===== Material for this task =====

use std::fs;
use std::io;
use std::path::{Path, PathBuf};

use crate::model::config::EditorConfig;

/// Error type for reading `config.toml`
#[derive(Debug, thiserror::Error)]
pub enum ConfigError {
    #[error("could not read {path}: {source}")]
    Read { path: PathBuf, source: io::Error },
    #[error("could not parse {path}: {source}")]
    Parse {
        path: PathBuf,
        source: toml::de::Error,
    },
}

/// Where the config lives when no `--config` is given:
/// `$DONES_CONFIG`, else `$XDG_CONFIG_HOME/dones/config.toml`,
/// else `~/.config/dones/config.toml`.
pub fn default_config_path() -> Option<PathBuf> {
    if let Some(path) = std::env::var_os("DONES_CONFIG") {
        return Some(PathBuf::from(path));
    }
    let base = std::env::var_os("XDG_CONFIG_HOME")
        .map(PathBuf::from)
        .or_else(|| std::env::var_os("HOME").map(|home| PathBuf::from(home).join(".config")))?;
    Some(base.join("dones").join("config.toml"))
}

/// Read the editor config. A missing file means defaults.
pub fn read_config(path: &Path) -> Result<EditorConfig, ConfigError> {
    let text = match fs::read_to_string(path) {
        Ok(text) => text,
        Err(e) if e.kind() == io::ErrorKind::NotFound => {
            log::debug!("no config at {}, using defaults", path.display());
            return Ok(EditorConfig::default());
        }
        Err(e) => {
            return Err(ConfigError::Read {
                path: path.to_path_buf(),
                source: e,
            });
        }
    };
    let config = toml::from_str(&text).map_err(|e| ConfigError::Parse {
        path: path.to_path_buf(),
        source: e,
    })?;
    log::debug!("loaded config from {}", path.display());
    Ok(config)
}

=====

• **Work request**
Once you have counted the lines of the records holding the string "display", state that number with no other words.

• **Answer below**
2